Richard Gadd returns with "Half Man" HBO series, overshadowed by "Baby Reindeer" success
Scottish actor and screenwriter Richard Gadd, who captivated the world in 2024 with the hit series "Baby Reindeer", returns with the HBO miniseries "Half Man". The story of a complex relationship between two adoptive brothers received a tepid reception, earning 78% critical approval on Rotten Tomatoes compared to "Baby Reindeer"'s 99%. Critics note that the new series is too bleak and monotonous to become an equivalent hit.

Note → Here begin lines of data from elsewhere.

//! Raw seeding input

use super::value::{CellError, CellValue};
use rust_decimal::Decimal;
use std::sync::Arc;

/// A value handed to the worksheet store by a caller
///
/// Text that begins with `=` is formula text; everything else is a literal.
#[derive(Debug, Clone, PartialEq, Eq)]
pub enum RawValue {
    /// Literal value
    Value(CellValue),
    /// Formula source text (with or without the leading `=`)
    Formula(Arc<str>),
}

impl RawValue {
    /// Create a formula input
    pub fn formula<S: AsRef<str>>(text: S) -> Self {
        RawValue::Formula(Arc::from(text.as_ref()))
    }

    /// Interpret user-typed text the way a spreadsheet cell does:
    /// `=...` is a formula, `TRUE`/`FALSE` are booleans, decimal text is a number
    /// and error literals such as `#N/A` are errors.
    pub fn from_input(text: &str) -> Self {
        let trimmed = text.trim();
        if trimmed.starts_with('=') {
            return RawValue::formula(trimmed);
        }
        if trimmed.is_empty() {
            return RawValue::Value(CellValue::Empty);
        }
        if trimmed.eq_ignore_ascii_case("TRUE") {
            return RawValue::Value(CellValue::Boolean(true));
        }
        if trimmed.eq_ignore_ascii_case("FALSE") {
            return RawValue::Value(CellValue::Boolean(false));
        }
        if let Ok(n) = trimmed.parse::<Decimal>() {
            return RawValue::Value(CellValue::Number(n));
        }
        if let Some(err) = CellError::parse(trimmed) {
            return RawValue::Value(CellValue::Error(err));
        }
        RawValue::Value(CellValue::text(text))
    }
}

impl Default for RawValue {
    fn default() -> Self {
        RawValue::Value(CellValue::Empty)
    }
}

impl From<CellValue> for RawValue {
    fn from(v: CellValue) -> Self {
        RawValue::Value(v)
    }
}

impl From<Decimal> for RawValue {
    fn from(n: Decimal) -> Self {
        RawValue::Value(CellValue::Number(n))
    }
}

impl From<i32> for RawValue {
    fn from(n: i32) -> Self {
        RawValue::Value(CellValue::from(n))
    }
}

impl From<i64> for RawValue {
    fn from(n: i64) -> Self {
        RawValue::Value(CellValue::from(n))
    }
}

impl From<u32> for RawValue {
    fn from(n: u32) -> Self {
        RawValue::Value(CellValue::from(n))
    }
}

impl From<bool> for RawValue {
    fn from(b: bool) -> Self {
        RawValue::Value(CellValue::Boolean(b))
    }
}

/// String literals follow the `=` convention: `"=A1+1"` is a formula.
impl From<&str> for RawValue {
    fn from(s: &str) -> Self {
        if s.trim_start().starts_with('=') {
            RawValue::formula(s.trim())
        } else {
            RawValue::Value(CellValue::text(s))
        }
    }
}

impl From<String> for RawValue {
    fn from(s: String) -> Self {
        RawValue::from(s.as_str())
    }
}

#[cfg(test)]
mod tests {
    use super::*;

    #[test]
    fn test_from_str_detects_formula() {
        assert_eq!(RawValue::from("=A1+B1"), RawValue::formula("=A1+B1"));
        assert_eq!(RawValue::from("  =A1"), RawValue::formula("=A1"));
        assert_eq!(RawValue::from("eggshell"), RawValue::Value(CellValue::text("eggshell")));
    }

    #[test]
    fn test_from_input() {
        assert_eq!(RawValue::from_input("100"), RawValue::from(100));
        assert_eq!(
            RawValue::from_input("1.25"),
            RawValue::Value(CellValue::Number(Decimal::new(125, 2)))
        );
        assert_eq!(RawValue::from_input("true"), RawValue::from(true));
        assert_eq!(RawValue::from_input(""), RawValue::default());
        assert_eq!(RawValue::from_input("=SUM(A1:A3)"), RawValue::formula("=SUM(A1:A3)"));
        assert_eq!(RawValue::from_input("satin"), RawValue::Value(CellValue::text("satin")));
        assert_eq!(RawValue::from_input("#n/a"), RawValue::Value(CellValue::Error(CellError::Na)));
        assert_eq!(RawValue::from_input("#N/A?"), RawValue::Value(CellValue::text("#N/A?")));
    }
}
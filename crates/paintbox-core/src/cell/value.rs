//! Cell value types

use rust_decimal::prelude::*;
use std::fmt;
use std::sync::Arc;

/// Represents the value a cell holds, or evaluates to
///
/// Numbers are decimals: all sheet arithmetic happens in decimal space.
#[derive(Debug, Clone, PartialEq, Eq, Default)]
pub enum CellValue {
    /// Empty cell (no value)
    #[default]
    Empty,

    /// Boolean value (TRUE/FALSE)
    Boolean(bool),

    /// Numeric value
    Number(Decimal),

    /// Text value
    Text(SharedString),

    /// Error value (#VALUE!, #REF!, etc.)
    Error(CellError),
}

impl CellValue {
    /// Create a new text value
    pub fn text<S: AsRef<str>>(s: S) -> Self {
        CellValue::Text(SharedString::new(s))
    }

    /// Convert a binary float, yielding `#NUM!` for NaN and infinities
    pub fn from_f64(n: f64) -> Self {
        Decimal::from_f64(n)
            .map(CellValue::Number)
            .unwrap_or(CellValue::Error(CellError::Num))
    }

    /// Check if the cell is empty
    pub fn is_empty(&self) -> bool {
        matches!(self, CellValue::Empty)
    }

    /// Check if the cell contains an error
    pub fn is_error(&self) -> bool {
        matches!(self, CellValue::Error(_))
    }

    /// The error kind, if this is an error value
    pub fn as_error(&self) -> Option<CellError> {
        match self {
            CellValue::Error(e) => Some(*e),
            _ => None,
        }
    }

    /// Try to get the value as a number
    pub fn as_number(&self) -> Option<Decimal> {
        match self {
            CellValue::Number(n) => Some(*n),
            CellValue::Boolean(true) => Some(Decimal::ONE),
            CellValue::Boolean(false) => Some(Decimal::ZERO),
            _ => None,
        }
    }

    /// Try to get the value as a boolean
    pub fn as_bool(&self) -> Option<bool> {
        match self {
            CellValue::Boolean(b) => Some(*b),
            CellValue::Number(n) => Some(!n.is_zero()),
            _ => None,
        }
    }

    /// Get the type name for error messages
    pub fn type_name(&self) -> &'static str {
        match self {
            CellValue::Empty => "empty",
            CellValue::Boolean(_) => "boolean",
            CellValue::Number(_) => "number",
            CellValue::Text(_) => "text",
            CellValue::Error(_) => "error",
        }
    }
}

impl fmt::Display for CellValue {
    fn fmt(&self, f: &mut fmt::Formatter<'_>) -> fmt::Result {
        match self {
            CellValue::Empty => write!(f, ""),
            CellValue::Boolean(b) => write!(f, "{}", if *b { "TRUE" } else { "FALSE" }),
            CellValue::Number(n) => write!(f, "{}", n.normalize()),
            CellValue::Text(s) => write!(f, "{}", s.as_str()),
            CellValue::Error(e) => write!(f, "{}", e),
        }
    }
}

impl From<bool> for CellValue {
    fn from(b: bool) -> Self {
        CellValue::Boolean(b)
    }
}

impl From<i32> for CellValue {
    fn from(n: i32) -> Self {
        CellValue::Number(Decimal::from(n))
    }
}

impl From<i64> for CellValue {
    fn from(n: i64) -> Self {
        CellValue::Number(Decimal::from(n))
    }
}

impl From<u32> for CellValue {
    fn from(n: u32) -> Self {
        CellValue::Number(Decimal::from(n))
    }
}

impl From<Decimal> for CellValue {
    fn from(n: Decimal) -> Self {
        CellValue::Number(n)
    }
}

impl From<&str> for CellValue {
    fn from(s: &str) -> Self {
        CellValue::text(s)
    }
}

impl From<String> for CellValue {
    fn from(s: String) -> Self {
        CellValue::text(s)
    }
}

impl From<CellError> for CellValue {
    fn from(e: CellError) -> Self {
        CellValue::Error(e)
    }
}

/// Spreadsheet error values
#[derive(Debug, Clone, Copy, PartialEq, Eq, Hash, PartialOrd, Ord)]
pub enum CellError {
    /// #NULL! - Incorrect range operator
    Null,
    /// #DIV/0! - Division by zero
    Div0,
    /// #VALUE! - Wrong type of argument or operand
    Value,
    /// #REF! - Invalid cell reference
    Ref,
    /// #NAME? - Unrecognized formula name
    Name,
    /// #NUM! - Invalid numeric value
    Num,
    /// #N/A - Value not available
    Na,
    /// #CALC! - Calculation error
    Calc,
    /// #CIRCULAR! - Cell is part of a reference cycle
    Circular,
    /// #ERROR! - Formula text could not be parsed
    Parse,
}

impl CellError {
    pub const ALL: [CellError; 10] = [
        CellError::Null,
        CellError::Div0,
        CellError::Value,
        CellError::Ref,
        CellError::Name,
        CellError::Num,
        CellError::Na,
        CellError::Calc,
        CellError::Circular,
        CellError::Parse,
    ];

    /// Get the display string for this error
    pub fn as_str(&self) -> &'static str {
        match self {
            CellError::Null => "#NULL!",
            CellError::Div0 => "#DIV/0!",
            CellError::Value => "#VALUE!",
            CellError::Ref => "#REF!",
            CellError::Name => "#NAME?",
            CellError::Num => "#NUM!",
            CellError::Na => "#N/A",
            CellError::Calc => "#CALC!",
            CellError::Circular => "#CIRCULAR!",
            CellError::Parse => "#ERROR!",
        }
    }

    /// Parse an error string
    pub fn parse(s: &str) -> Option<Self> {
        match s.to_uppercase().as_str() {
            "#NULL!" => Some(CellError::Null),
            "#DIV/0!" => Some(CellError::Div0),
            "#VALUE!" => Some(CellError::Value),
            "#REF!" => Some(CellError::Ref),
            "#NAME?" => Some(CellError::Name),
            "#NUM!" => Some(CellError::Num),
            "#N/A" => Some(CellError::Na),
            "#CALC!" => Some(CellError::Calc),
            "#CIRCULAR!" => Some(CellError::Circular),
            "#ERROR!" => Some(CellError::Parse),
            _ => None,
        }
    }

    /// Stable numeric code, used as a type tag when hashing values
    pub fn code(&self) -> u8 {
        match self {
            CellError::Null => 0x00,
            CellError::Div0 => 0x07,
            CellError::Value => 0x0F,
            CellError::Ref => 0x17,
            CellError::Name => 0x1D,
            CellError::Num => 0x24,
            CellError::Na => 0x2A,
            CellError::Calc => 0x2D,
            CellError::Circular => 0x40,
            CellError::Parse => 0x41,
        }
    }
}

impl fmt::Display for CellError {
    fn fmt(&self, f: &mut fmt::Formatter<'_>) -> fmt::Result {
        write!(f, "{}", self.as_str())
    }
}

/// Shared immutable string
///
/// Text values are cloned freely between the store, the evaluator and the
/// cache; `Arc<str>` keeps those clones cheap.
#[derive(Clone, PartialEq, Eq, Hash, PartialOrd, Ord)]
pub struct SharedString(Arc<str>);

impl SharedString {
    /// Create a new shared string
    pub fn new<S: AsRef<str>>(s: S) -> Self {
        SharedString(Arc::from(s.as_ref()))
    }

    /// Get the string slice
    pub fn as_str(&self) -> &str {
        &self.0
    }

    /// Get the length of the string in bytes
    pub fn len(&self) -> usize {
        self.0.len()
    }

    /// Check if the string is empty
    pub fn is_empty(&self) -> bool {
        self.0.is_empty()
    }
}

impl fmt::Debug for SharedString {
    fn fmt(&self, f: &mut fmt::Formatter<'_>) -> fmt::Result {
        write!(f, "{:?}", self.0)
    }
}

impl fmt::Display for SharedString {
    fn fmt(&self, f: &mut fmt::Formatter<'_>) -> fmt::Result {
        write!(f, "{}", self.0)
    }
}

impl AsRef<str> for SharedString {
    fn as_ref(&self) -> &str {
        &self.0
    }
}

impl From<&str> for SharedString {
    fn from(s: &str) -> Self {
        SharedString::new(s)
    }
}

impl From<String> for SharedString {
    fn from(s: String) -> Self {
        SharedString(Arc::from(s))
    }
}

#[cfg(feature = "serde")]
mod serde_impls {
    use super::{CellError, CellValue};
    use serde::{Serialize, Serializer};

    impl Serialize for CellError {
        fn serialize<S: Serializer>(&self, serializer: S) -> Result<S::Ok, S::Error> {
            serializer.serialize_str(self.as_str())
        }
    }

    /// Values serialize as plain JSON scalars; numbers keep their exact decimal text.
    impl Serialize for CellValue {
        fn serialize<S: Serializer>(&self, serializer: S) -> Result<S::Ok, S::Error> {
            match self {
                CellValue::Empty => serializer.serialize_none(),
                CellValue::Boolean(b) => serializer.serialize_bool(*b),
                CellValue::Number(n) => Serialize::serialize(&n.normalize(), serializer),
                CellValue::Text(s) => serializer.serialize_str(s.as_str()),
                CellValue::Error(e) => e.serialize(serializer),
            }
        }
    }
}

#[cfg(test)]
mod tests {
    use super::*;
    use rust_decimal::Decimal;

    #[test]
    fn test_error_strings_round_trip() {
        for e in CellError::ALL {
            assert_eq!(CellError::parse(e.as_str()), Some(e));
        }
        assert_eq!(CellError::parse("#div/0!"), Some(CellError::Div0));
        assert_eq!(CellError::parse("#BOGUS"), None);
    }

    #[test]
    fn test_number_display_is_normalized() {
        let v = CellValue::Number(Decimal::new(6600, 1));
        assert_eq!(v.to_string(), "660");
        assert_eq!(CellValue::Number(Decimal::new(125, 2)).to_string(), "1.25");
    }

    #[test]
    fn test_decimal_equality_ignores_scale() {
        assert_eq!(
            CellValue::Number(Decimal::new(6600, 1)),
            CellValue::from(660)
        );
    }

    #[test]
    fn test_from_f64() {
        assert_eq!(CellValue::from_f64(f64::NAN), CellValue::Error(CellError::Num));
        assert_eq!(CellValue::from_f64(2.5), CellValue::Number(Decimal::new(25, 1)));
    }

    #[cfg(feature = "serde")]
    #[test]
    fn test_values_serialize_as_json_scalars() {
        use serde_json::json;

        let to_json = |v: CellValue| serde_json::to_value(v).unwrap();
        assert_eq!(to_json(CellValue::Number(Decimal::new(6600, 1))), json!("660"));
        assert_eq!(to_json(CellValue::Boolean(true)), json!(true));
        assert_eq!(to_json(CellValue::text("satin")), json!("satin"));
        assert_eq!(to_json(CellValue::Error(CellError::Div0)), json!("#DIV/0!"));
        assert_eq!(to_json(CellValue::Empty), json!(null));
    }

    #[test]
    fn test_coercions() {
        assert_eq!(CellValue::Boolean(true).as_number(), Some(Decimal::ONE));
        assert_eq!(CellValue::from(0).as_bool(), Some(false));
        assert_eq!(CellValue::text("x").as_number(), None);
        assert_eq!(CellValue::text("x").to_string(), "x");
        assert_eq!(CellValue::Empty.type_name(), "empty");
    }
}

CultureRichard Gadd is known as the man who shocked the world in 2024 with his autobiographical series "Baby Reindeer". Now he is back with the HBO miniseries "Half Man", which concluded its run in June 2026. The result is ambitious, but it does not surpass his first hit.
What the series tells
At a modest wedding in a Scottish village, an uninvited guest appears-Ruben (Gadd himself), recently released from prison. He shares a complicated past with the groom Niall (Jamie Bell): their mothers were in a same-sex relationship, making these two completely different boys adoptive brothers by circumstance. Hot-tempered Ruben always solved disputes with his fists and protected shy Niall from bullies at school. Niall, in turn, helped Ruben pass his exams.
Over the years, their strange attachment to each other turned toxic: jealousy and imitation, love and hate, shame and fear accompanied every meeting. At some point, Niall did something that destroyed Ruben's life, and now he has come to the wedding to settle the final score.
Gloomy drama vs. "Baby Reindeer"'s dark comedy
Unlike the debut series, "Half Man" is neither autobiographical nor contains irony. Gadd analyzes coldly where aggression, violence, and self-destruction come from. The early episodes focus on Niall's difficult upbringing: his father dead, his mother brought a new lover and her troubled son into the home, schoolmates bullied him because of his unconventional family.
In his adult years, Jamie Bell, star of "Billy Elliot" and the sadist K in Lars von Trier's "Nymphomaniac", plays Niall. Bell portrays a complex, insecure, obsessive neurotic who destroys his own life as if in desperate pleasure. As Ruben, Gadd appears himself, this time in the role of a brutal adult rather than in the fragile protagonist's skin from "Baby Reindeer".
Why the series didn't become a hit
Viewers and critics received the series cordially, but without enthusiasm. It has 78% critical approval on Rotten Tomatoes (for comparison: "Baby Reindeer" has 99%). On IMDb, audiences rate the series 8.1/10, while "Baby Reindeer" received 7.7, but based on a much larger number of ratings.
The main problem lies in the story itself: each episode opens and closes with a wedding scene, promising viewers a mysterious plot twist. But this "hook" fails to deliver on expectations-no surprising revelation or explanation follows. The series begins to repeat itself: Niall suffers under the denial of his sexual identity, Ruben under his macho image, and eventually this becomes tedious.
Gadd wants to forgive but cannot
Gadd is not a misanthrope; he wants to convince viewers that even the cruelest person harbours pain, shame, and a desire to be seen and heard. Yet he does not allow his characters to journey from "half man" to full human. He invites empathy, but finds no mercy for his own characters himself. And this disappoints viewers even more than a weak ending.
"Half Man" is ambitious work on toxic masculinity and codependency, but remaining too bleak and monotonous, it fails to become a second hit.